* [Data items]
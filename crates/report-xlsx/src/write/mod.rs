use std::collections::{BTreeMap, BTreeSet, HashMap};
use std::fs::File;
use std::io::{Cursor, Seek, Write};
use std::path::Path;

use report_model::{Cell, CellRef, CellValue, Column, Row, Sheet, Workbook};
use thiserror::Error;
use zip::ZipWriter;

use crate::styles::{append_wrap_text_xfs, StylesError, DEFAULT_STYLES_XML};

const MAIN_NS: &str = "http://schemas.openxmlformats.org/spreadsheetml/2006/main";
const REL_NS: &str = "http://schemas.openxmlformats.org/officeDocument/2006/relationships";

#[derive(Debug, Error)]
pub enum WriteError {
    #[error("io error: {0}")]
    Io(#[from] std::io::Error),
    #[error("zip error: {0}")]
    Zip(#[from] zip::result::ZipError),
    #[error(transparent)]
    Styles(#[from] StylesError),
}

pub fn write_workbook(workbook: &Workbook, path: impl AsRef<Path>) -> Result<(), WriteError> {
    let file = File::create(path)?;
    write_workbook_to_writer(workbook, file)
}

pub fn write_workbook_to_bytes(workbook: &Workbook) -> Result<Vec<u8>, WriteError> {
    let mut cursor = Cursor::new(Vec::new());
    write_workbook_to_writer(workbook, &mut cursor)?;
    Ok(cursor.into_inner())
}

pub fn write_workbook_to_writer<W: Write + Seek>(
    workbook: &Workbook,
    writer: W,
) -> Result<(), WriteError> {
    let mut zip = ZipWriter::new(writer);
    let options = zip::write::FileOptions::<()>::default()
        .compression_method(zip::CompressionMethod::Deflated);

    let shared_strings = SharedStrings::build(workbook);
    let styles = ResolvedStyles::build(workbook)?;
    let has_theme = workbook.styles.theme_xml.is_some();

    zip.start_file("_rels/.rels", options)?;
    zip.write_all(root_rels_xml().as_bytes())?;

    zip.start_file("[Content_Types].xml", options)?;
    zip.write_all(content_types_xml(workbook, !shared_strings.is_empty(), has_theme).as_bytes())?;

    zip.start_file("xl/workbook.xml", options)?;
    zip.write_all(workbook_xml(workbook).as_bytes())?;

    zip.start_file("xl/_rels/workbook.xml.rels", options)?;
    zip.write_all(workbook_rels_xml(workbook, !shared_strings.is_empty(), has_theme).as_bytes())?;

    zip.start_file("xl/styles.xml", options)?;
    zip.write_all(&styles.xml)?;

    if let Some(theme) = &workbook.styles.theme_xml {
        zip.start_file("xl/theme/theme1.xml", options)?;
        zip.write_all(theme)?;
    }

    if !shared_strings.is_empty() {
        zip.start_file("xl/sharedStrings.xml", options)?;
        zip.write_all(shared_strings.to_xml().as_bytes())?;
    }

    for (idx, sheet) in workbook.sheets.iter().enumerate() {
        zip.start_file(format!("xl/worksheets/sheet{}.xml", idx + 1), options)?;
        zip.write_all(sheet_xml(sheet, &shared_strings, &styles).as_bytes())?;
    }

    let _writer = zip.finish()?;
    Ok(())
}

struct SharedStrings {
    values: Vec<String>,
    index: HashMap<String, u32>,
}

impl SharedStrings {
    fn build(workbook: &Workbook) -> Self {
        let mut table = SharedStrings {
            values: Vec::new(),
            index: HashMap::new(),
        };
        let strings = workbook
            .sheets
            .iter()
            .flat_map(|sheet| sheet.rows.iter())
            .flat_map(|row| row.cells.iter())
            .filter(|cell| cell.formula.is_none())
            .filter_map(|cell| match &cell.value {
                CellValue::String(s) if !s.is_empty() => Some(s),
                _ => None,
            });
        for s in strings {
            if !table.index.contains_key(s) {
                table.index.insert(s.clone(), table.values.len() as u32);
                table.values.push(s.clone());
            }
        }
        table
    }

    fn is_empty(&self) -> bool {
        self.values.is_empty()
    }

    fn get(&self, s: &str) -> Option<u32> {
        self.index.get(s).copied()
    }

    fn to_xml(&self) -> String {
        let mut out = String::new();
        out.push_str(r#"<?xml version="1.0" encoding="UTF-8" standalone="yes"?>"#);
        out.push('\n');
        out.push_str(&format!(
            r#"<sst xmlns="{MAIN_NS}" count="{0}" uniqueCount="{0}">"#,
            self.values.len()
        ));
        for s in &self.values {
            let space = if s.trim() != s { r#" xml:space="preserve""# } else { "" };
            out.push_str(&format!("<si><t{space}>{}</t></si>", escape_xml(s)));
        }
        out.push_str("</sst>");
        out
    }
}

/// `styles.xml` as written plus the xf index each cell style resolves to.
struct ResolvedStyles {
    xml: Vec<u8>,
    wrap_xfs: BTreeMap<u32, u32>,
    xf_count: u32,
}

impl ResolvedStyles {
    fn build(workbook: &Workbook) -> Result<Self, WriteError> {
        let styles = &workbook.styles;
        let base_xml = match &styles.styles_xml {
            Some(bytes) => std::str::from_utf8(bytes).map_err(StylesError::Utf8)?,
            None => DEFAULT_STYLES_XML,
        };
        let xf_count = if styles.styles_xml.is_some() {
            styles.cell_xfs.len() as u32
        } else {
            1
        };

        let bases: BTreeSet<u32> = workbook
            .sheets
            .iter()
            .flat_map(|sheet| sheet.rows.iter())
            .flat_map(|row| row.cells.iter())
            .filter(|cell| cell.style.wrap_text)
            .map(|cell| cell.style.xf_index)
            .filter(|xf| !styles.xf(*xf).is_some_and(|record| record.wrap_text))
            .collect();

        if bases.is_empty() {
            return Ok(Self {
                xml: base_xml.as_bytes().to_vec(),
                wrap_xfs: BTreeMap::new(),
                xf_count,
            });
        }

        let bases: Vec<u32> = bases.into_iter().collect();
        let (xml, wrap_xfs) = append_wrap_text_xfs(base_xml, &bases)?;
        log::debug!("derived {} wrapping cell formats", wrap_xfs.len());
        Ok(Self {
            xml: xml.into_bytes(),
            wrap_xfs,
            xf_count,
        })
    }

    fn xf_for(&self, cell: &Cell) -> u32 {
        let xf = cell.style.xf_index;
        if cell.style.wrap_text {
            if let Some(derived) = self.wrap_xfs.get(&xf) {
                return *derived;
            }
        }
        if xf >= self.xf_count && xf != 0 {
            log::warn!("cell format {xf} is not defined in styles.xml; using the default format");
            return 0;
        }
        xf
    }
}

fn root_rels_xml() -> String {
    format!(
        r#"<?xml version="1.0" encoding="UTF-8" standalone="yes"?>
<Relationships xmlns="http://schemas.openxmlformats.org/package/2006/relationships">
  <Relationship Id="rId1" Type="{REL_NS}/officeDocument" Target="xl/workbook.xml"/>
</Relationships>"#
    )
}

fn content_types_xml(workbook: &Workbook, has_shared_strings: bool, has_theme: bool) -> String {
    let mut overrides = String::new();
    overrides.push_str(r#"<Override PartName="/xl/workbook.xml" ContentType="application/vnd.openxmlformats-officedocument.spreadsheetml.sheet.main+xml"/>"#);
    for idx in 1..=workbook.sheets.len() {
        overrides.push_str(&format!(
            r#"<Override PartName="/xl/worksheets/sheet{idx}.xml" ContentType="application/vnd.openxmlformats-officedocument.spreadsheetml.worksheet+xml"/>"#
        ));
    }
    overrides.push_str(r#"<Override PartName="/xl/styles.xml" ContentType="application/vnd.openxmlformats-officedocument.spreadsheetml.styles+xml"/>"#);
    if has_theme {
        overrides.push_str(r#"<Override PartName="/xl/theme/theme1.xml" ContentType="application/vnd.openxmlformats-officedocument.theme+xml"/>"#);
    }
    if has_shared_strings {
        overrides.push_str(r#"<Override PartName="/xl/sharedStrings.xml" ContentType="application/vnd.openxmlformats-officedocument.spreadsheetml.sharedStrings+xml"/>"#);
    }

    format!(
        r#"<?xml version="1.0" encoding="UTF-8" standalone="yes"?>
<Types xmlns="http://schemas.openxmlformats.org/package/2006/content-types">
  <Default Extension="rels" ContentType="application/vnd.openxmlformats-package.relationships+xml"/>
  <Default Extension="xml" ContentType="application/xml"/>
  {overrides}
</Types>"#
    )
}

fn workbook_xml(workbook: &Workbook) -> String {
    let mut sheets_xml = String::new();
    for (idx, sheet) in workbook.sheets.iter().enumerate() {
        let sheet_id = idx + 1;
        sheets_xml.push_str(&format!(
            r#"<sheet name="{}" sheetId="{sheet_id}" r:id="rId{sheet_id}"/>"#,
            escape_xml(&sheet.name)
        ));
    }

    format!(
        r#"<?xml version="1.0" encoding="UTF-8" standalone="yes"?>
<workbook xmlns="{MAIN_NS}" xmlns:r="{REL_NS}">
  <sheets>{sheets_xml}</sheets>
</workbook>"#
    )
}

fn workbook_rels_xml(workbook: &Workbook, has_shared_strings: bool, has_theme: bool) -> String {
    let mut rels = String::new();
    for idx in 1..=workbook.sheets.len() {
        rels.push_str(&format!(
            r#"<Relationship Id="rId{idx}" Type="{REL_NS}/worksheet" Target="worksheets/sheet{idx}.xml"/>"#
        ));
    }
    // Package parts after the sheets so sheet relationship ids match sheet numbers.
    let mut next = workbook.sheets.len() + 1;
    rels.push_str(&format!(
        r#"<Relationship Id="rId{next}" Type="{REL_NS}/styles" Target="styles.xml"/>"#
    ));
    next += 1;
    if has_theme {
        rels.push_str(&format!(
            r#"<Relationship Id="rId{next}" Type="{REL_NS}/theme" Target="theme/theme1.xml"/>"#
        ));
        next += 1;
    }
    if has_shared_strings {
        rels.push_str(&format!(
            r#"<Relationship Id="rId{next}" Type="{REL_NS}/sharedStrings" Target="sharedStrings.xml"/>"#
        ));
    }

    format!(
        r#"<?xml version="1.0" encoding="UTF-8" standalone="yes"?>
<Relationships xmlns="http://schemas.openxmlformats.org/package/2006/relationships">
  {rels}
</Relationships>"#
    )
}

fn sheet_xml(sheet: &Sheet, shared_strings: &SharedStrings, styles: &ResolvedStyles) -> String {
    let mut out = String::new();
    out.push_str(&format!(
        r#"<?xml version="1.0" encoding="UTF-8" standalone="yes"?>
<worksheet xmlns="{MAIN_NS}" xmlns:r="{REL_NS}">"#
    ));

    if !sheet.columns.is_empty() {
        out.push_str("<cols>");
        for col in &sheet.columns {
            out.push_str(&col_xml(col));
        }
        out.push_str("</cols>");
    }

    out.push_str("<sheetData>");
    for (row_idx, row) in sheet.rows.iter().enumerate() {
        out.push_str(&row_xml(row_idx as u32, row, shared_strings, styles));
    }
    out.push_str("</sheetData>");

    let merges = sheet.merged_ranges();
    if !merges.is_empty() {
        out.push_str(&format!(r#"<mergeCells count="{}">"#, merges.len()));
        for range in merges {
            out.push_str(&format!(r#"<mergeCell ref="{range}"/>"#));
        }
        out.push_str("</mergeCells>");
    }

    out.push_str("</worksheet>");
    out
}

fn col_xml(col: &Column) -> String {
    let mut out = format!(r#"<col min="{}" max="{}""#, col.min, col.max);
    if let Some(width) = col.width {
        out.push_str(&format!(r#" width="{width}""#));
    }
    if let Some(style) = col.style {
        out.push_str(&format!(r#" style="{style}""#));
    }
    if col.hidden {
        out.push_str(r#" hidden="1""#);
    }
    if col.custom_width {
        out.push_str(r#" customWidth="1""#);
    }
    if col.outline_level > 0 {
        out.push_str(&format!(r#" outlineLevel="{}""#, col.outline_level));
    }
    if col.collapsed {
        out.push_str(r#" collapsed="1""#);
    }
    out.push_str("/>");
    out
}

fn row_xml(
    row_idx: u32,
    row: &Row,
    shared_strings: &SharedStrings,
    styles: &ResolvedStyles,
) -> String {
    let mut cells = String::new();
    for (col_idx, cell) in row.cells.iter().enumerate() {
        let at = CellRef::new(row_idx, col_idx as u32);
        cells.push_str(&cell_xml(at, cell, shared_strings, styles));
    }
    if cells.is_empty() && row.height.is_none() && !row.hidden {
        return String::new();
    }

    let mut out = format!(r#"<row r="{}""#, row_idx + 1);
    if let Some(height) = row.height {
        out.push_str(&format!(r#" ht="{height}" customHeight="1""#));
    }
    if row.hidden {
        out.push_str(r#" hidden="1""#);
    }
    if cells.is_empty() {
        out.push_str("/>");
    } else {
        out.push('>');
        out.push_str(&cells);
        out.push_str("</row>");
    }
    out
}

fn cell_xml(
    at: CellRef,
    cell: &Cell,
    shared_strings: &SharedStrings,
    styles: &ResolvedStyles,
) -> String {
    let xf = styles.xf_for(cell);
    let blank = cell.value.is_empty() && cell.formula.is_none();
    if blank && xf == 0 && cell.h_merge == 0 && cell.v_merge == 0 {
        return String::new();
    }

    let mut out = format!(r#"<c r="{at}""#);
    if xf != 0 {
        out.push_str(&format!(r#" s="{xf}""#));
    }

    let formula = cell
        .formula
        .as_deref()
        .map(|f| format!("<f>{}</f>", escape_xml(f)))
        .unwrap_or_default();

    let (cell_type, value) = match &cell.value {
        CellValue::Empty => (None, None),
        CellValue::String(s) if s.is_empty() => (None, None),
        CellValue::String(s) => match shared_strings.get(s) {
            Some(idx) if cell.formula.is_none() => (Some("s"), Some(idx.to_string())),
            _ => (Some("str"), Some(escape_xml(s))),
        },
        CellValue::Number(n) if n.is_finite() => (None, Some(n.to_string())),
        CellValue::Number(_) => (Some("e"), Some("#NUM!".to_string())),
        CellValue::Boolean(b) => (Some("b"), Some(if *b { "1" } else { "0" }.to_string())),
        CellValue::Error(e) => (Some("e"), Some(escape_xml(e))),
    };

    if let Some(t) = cell_type {
        out.push_str(&format!(r#" t="{t}""#));
    }
    if formula.is_empty() && value.is_none() {
        out.push_str("/>");
        return out;
    }
    out.push('>');
    out.push_str(&formula);
    if let Some(v) = value {
        out.push_str(&format!("<v>{v}</v>"));
    }
    out.push_str("</c>");
    out
}

fn escape_xml(s: &str) -> String {
    let mut out = String::with_capacity(s.len());
    for ch in s.chars() {
        match ch {
            '&' => out.push_str("&amp;"),
            '<' => out.push_str("&lt;"),
            '>' => out.push_str("&gt;"),
            '"' => out.push_str("&quot;"),
            '\'' => out.push_str("&apos;"),
            _ => out.push(ch),
        }
    }
    out
}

* [TASK OBJECTIVE] Write out the records above exactly, from the opening line to the line with "use zip::ZipWriter;", including both, with nothing added.

* [SOLUTION FOR THIS TASK]
filename crates/report-xlsx/src/write/mod.rs
use std::collections::{BTreeMap, BTreeSet, HashMap};
use std::fs::File;
use std::io::{Cursor, Seek, Write};
use std::path::Path;

use report_model::{Cell, CellRef, CellValue, Column, Row, Sheet, Workbook};
use thiserror::Error;
use zip::ZipWriter;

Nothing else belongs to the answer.